At yoga class today, I heard my teacher say her oft-repeated mantra: Listen to your body. She cautions us to not push ourselves in ways that make our bodies hurt. Should we feel any strain or discomfort, we need to back off. As she puts it, “Listen to your body when it’s whispering so you don’t have to listen to it scream.”

I started exercising in earnest less than five years ago when I had just turned sixty. I have never been an athlete in any sense of the word. Physical Education was my scariest subject. Give me a frog or a cat to dissect, and I was a happy camper, but send me to P.E. and my heart fluttered and my knees were weak. I was that kid in gym class who covered her face when the ball came towards her. Yeah, that kid. The last person to be picked for any team. It was a real stretch for me to start yoga four and a half years ago.
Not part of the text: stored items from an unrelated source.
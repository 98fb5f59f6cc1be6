//! Daily session window derivation.
//!
//! A window is anchored on its end time: `end = day at HH:MM:00.000` and
//! `start = end - session length`. Windows are half-open, `[start, end)`.

use std::fmt;
use std::str::FromStr;

use chrono::{Duration, NaiveDate, NaiveDateTime, NaiveTime, Timelike};
use serde::{Deserialize, Serialize};

use crate::error::ValidationError;

/// Shortest session the window will ever span.
pub const MIN_SESSION_LENGTH_MIN: u32 = 1;

/// Wall-clock time of day at which the daily session ends.
#[derive(Debug, Clone, Copy, PartialEq, Eq, Serialize, Deserialize)]
#[serde(try_from = "String", into = "String")]
pub struct EndTime {
    time: NaiveTime,
}

impl EndTime {
    pub fn new(hour: u32, minute: u32) -> Result<Self, ValidationError> {
        NaiveTime::from_hms_opt(hour, minute, 0)
            .map(|time| Self { time })
            .ok_or(ValidationError::InvalidEndTime { hour, minute })
    }

    /// Hour and minute of `at`, seconds dropped.
    pub fn from_datetime(at: NaiveDateTime) -> Self {
        Self {
            time: NaiveTime::from_hms_opt(at.hour(), at.minute(), 0).unwrap_or(NaiveTime::MIN),
        }
    }

    pub fn hour(&self) -> u32 {
        self.time.hour()
    }

    pub fn minute(&self) -> u32 {
        self.time.minute()
    }

    /// This end time on the given calendar day.
    pub fn on(&self, day: NaiveDate) -> NaiveDateTime {
        day.and_time(self.time)
    }
}

impl fmt::Display for EndTime {
    fn fmt(&self, f: &mut fmt::Formatter<'_>) -> fmt::Result {
        write!(f, "{:02}:{:02}", self.hour(), self.minute())
    }
}

impl FromStr for EndTime {
    type Err = ValidationError;

    /// Parses `HH:MM` (24-hour clock).
    fn from_str(s: &str) -> Result<Self, Self::Err> {
        let invalid = || ValidationError::InvalidValue {
            field: "end_time".into(),
            message: format!("expected HH:MM, got '{s}'"),
        };
        let (h, m) = s.trim().split_once(':').ok_or_else(invalid)?;
        let hour = h.parse::<u32>().map_err(|_| invalid())?;
        let minute = m.parse::<u32>().map_err(|_| invalid())?;
        Self::new(hour, minute)
    }
}

impl TryFrom<String> for EndTime {
    type Error = ValidationError;

    fn try_from(value: String) -> Result<Self, Self::Error> {
        value.parse()
    }
}

impl From<EndTime> for String {
    fn from(value: EndTime) -> Self {
        value.to_string()
    }
}

/// End time plus session length: everything needed to place a window on any day.
#[derive(Debug, Clone, Copy, PartialEq, Eq)]
pub struct SessionPlan {
    pub end_time: EndTime,
    length_min: u32,
}

impl SessionPlan {
    /// Lengths below one minute are clamped so that `start < end` always holds.
    pub fn new(end_time: EndTime, length_min: u32) -> Self {
        Self {
            end_time,
            length_min: length_min.max(MIN_SESSION_LENGTH_MIN),
        }
    }

    pub fn length_min(&self) -> u32 {
        self.length_min
    }

    pub fn window_on(&self, day: NaiveDate) -> SessionWindow {
        let end = self.end_time.on(day);
        let start = end - Duration::minutes(i64::from(self.length_min));
        SessionWindow { day, start, end }
    }

    /// The window that governs `now`: tomorrow's if it has already opened
    /// (a session straddling midnight), otherwise today's.
    pub fn window_at(&self, now: NaiveDateTime) -> SessionWindow {
        if let Some(tomorrow) = now.date().succ_opt() {
            let next = self.window_on(tomorrow);
            if next.has_started(now) {
                return next;
            }
        }
        self.window_on(now.date())
    }
}

/// A concrete `[start, end)` interval for one calendar day.
///
/// `day` is the day of `end`; `start` may fall on the previous day when the
/// session straddles midnight.
#[derive(Debug, Clone, Copy, PartialEq, Eq, Serialize, Deserialize)]
pub struct SessionWindow {
    pub day: NaiveDate,
    pub start: NaiveDateTime,
    pub end: NaiveDateTime,
}

impl SessionWindow {
    pub fn contains(&self, now: NaiveDateTime) -> bool {
        self.start <= now && now < self.end
    }

    pub fn has_started(&self, now: NaiveDateTime) -> bool {
        now >= self.start
    }

    pub fn has_ended(&self, now: NaiveDateTime) -> bool {
        now >= self.end
    }

    /// Next occurrence of the start time, rolled to tomorrow once today's has passed.
    pub fn next_start_after(&self, now: NaiveDateTime) -> NaiveDateTime {
        if now > self.start {
            self.start + Duration::days(1)
        } else {
            self.start
        }
    }

    pub fn length(&self) -> Duration {
        self.end - self.start
    }
}

#[cfg(test)]
mod tests {
    use super::*;

    fn day() -> NaiveDate {
        NaiveDate::from_ymd_opt(2026, 10, 16).unwrap()
    }

    fn at(h: u32, m: u32, s: u32) -> NaiveDateTime {
        day().and_hms_opt(h, m, s).unwrap()
    }

    #[test]
    fn ten_pm_five_minutes_starts_at_nine_fifty_five() {
        let plan = SessionPlan::new(EndTime::new(22, 0).unwrap(), 5);
        let window = plan.window_on(day());
        assert_eq!(window.start, at(21, 55, 0));
        assert_eq!(window.end, at(22, 0, 0));
        assert_eq!(window.length(), Duration::minutes(5));
    }

    #[test]
    fn zero_length_is_clamped_to_one_minute() {
        let plan = SessionPlan::new(EndTime::new(8, 30).unwrap(), 0);
        let window = plan.window_on(day());
        assert_eq!(plan.length_min(), 1);
        assert!(window.start < window.end);
        assert_eq!(window.start, at(8, 29, 0));
    }

    #[test]
    fn window_is_half_open() {
        let window = SessionPlan::new(EndTime::new(22, 0).unwrap(), 5).window_on(day());
        assert!(!window.contains(at(21, 54, 59)));
        assert!(window.contains(at(21, 55, 0)));
        assert!(window.contains(at(21, 59, 59)));
        assert!(!window.contains(at(22, 0, 0)));
        assert!(window.has_ended(at(22, 0, 0)));
    }

    #[test]
    fn start_may_fall_on_previous_day() {
        let window = SessionPlan::new(EndTime::new(0, 3).unwrap(), 5).window_on(day());
        assert_eq!(window.start.date(), day().pred_opt().unwrap());
        assert_eq!((window.start.hour(), window.start.minute()), (23, 58));
    }

    #[test]
    fn window_at_prefers_tomorrow_once_it_opens() {
        let plan = SessionPlan::new(EndTime::new(0, 3).unwrap(), 5);
        let tomorrow = day().succ_opt().unwrap();
        assert_eq!(plan.window_at(at(12, 0, 0)).day, day());
        assert_eq!(plan.window_at(at(23, 58, 0)).day, tomorrow);
        assert_eq!(plan.window_at(at(0, 1, 0)).day, day());
    }

    #[test]
    fn next_start_rolls_forward_after_start() {
        let window = SessionPlan::new(EndTime::new(22, 0).unwrap(), 5).window_on(day());
        assert_eq!(window.next_start_after(at(12, 0, 0)), at(21, 55, 0));
        assert_eq!(window.next_start_after(at(21, 55, 0)), at(21, 55, 0));
        assert_eq!(
            window.next_start_after(at(21, 55, 1)),
            at(21, 55, 0) + Duration::days(1)
        );
    }

    #[test]
    fn end_time_parses_and_displays() {
        let end: EndTime = "7:05".parse().unwrap();
        assert_eq!((end.hour(), end.minute()), (7, 5));
        assert_eq!(end.to_string(), "07:05");
        assert!("24:00".parse::<EndTime>().is_err());
        assert!("22".parse::<EndTime>().is_err());
        assert!("ab:cd".parse::<EndTime>().is_err());
    }

    #[test]
    fn end_time_serializes_as_string() {
        let end = EndTime::new(22, 0).unwrap();
        assert_eq!(serde_json::to_string(&end).unwrap(), "\"22:00\"");
        let back: EndTime = serde_json::from_str("\"21:30\"").unwrap();
        assert_eq!(back, EndTime::new(21, 30).unwrap());
    }

    #[test]
    fn from_datetime_drops_seconds() {
        let end = EndTime::from_datetime(at(13, 45, 59));
        assert_eq!(end.on(day()), at(13, 45, 0));
    }
}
In class today, one of my classmates came up to me and started talking about how bad her knees are and how hard it is for her to do some of the poses. “I hate what getting old does to my body, don’t you?” I wanted to be a team player (the Old People Team), so I commiserated with her. But in reality, I’m thinking how much I love what getting older has done for my body. I actually feel better now than I’ve felt in a long time. I walk everywhere, I go to the Y three times a week, do yoga twice there and sometimes another time at home, and am contemplating taking Zumba tone (Zumba with weights). Yes, my knees are slightly arthritic and I can’t do squats, I’m not very flexible, though yoga has helped, and I don’t have the range of motion in my shoulders I once had. But as I listen to my body, it’s telling me that I’ve done a good thing for it by joining the YMCA and exercising and being faithful to my yoga practice.

It’s also telling me to get kick-boxing out of my mind.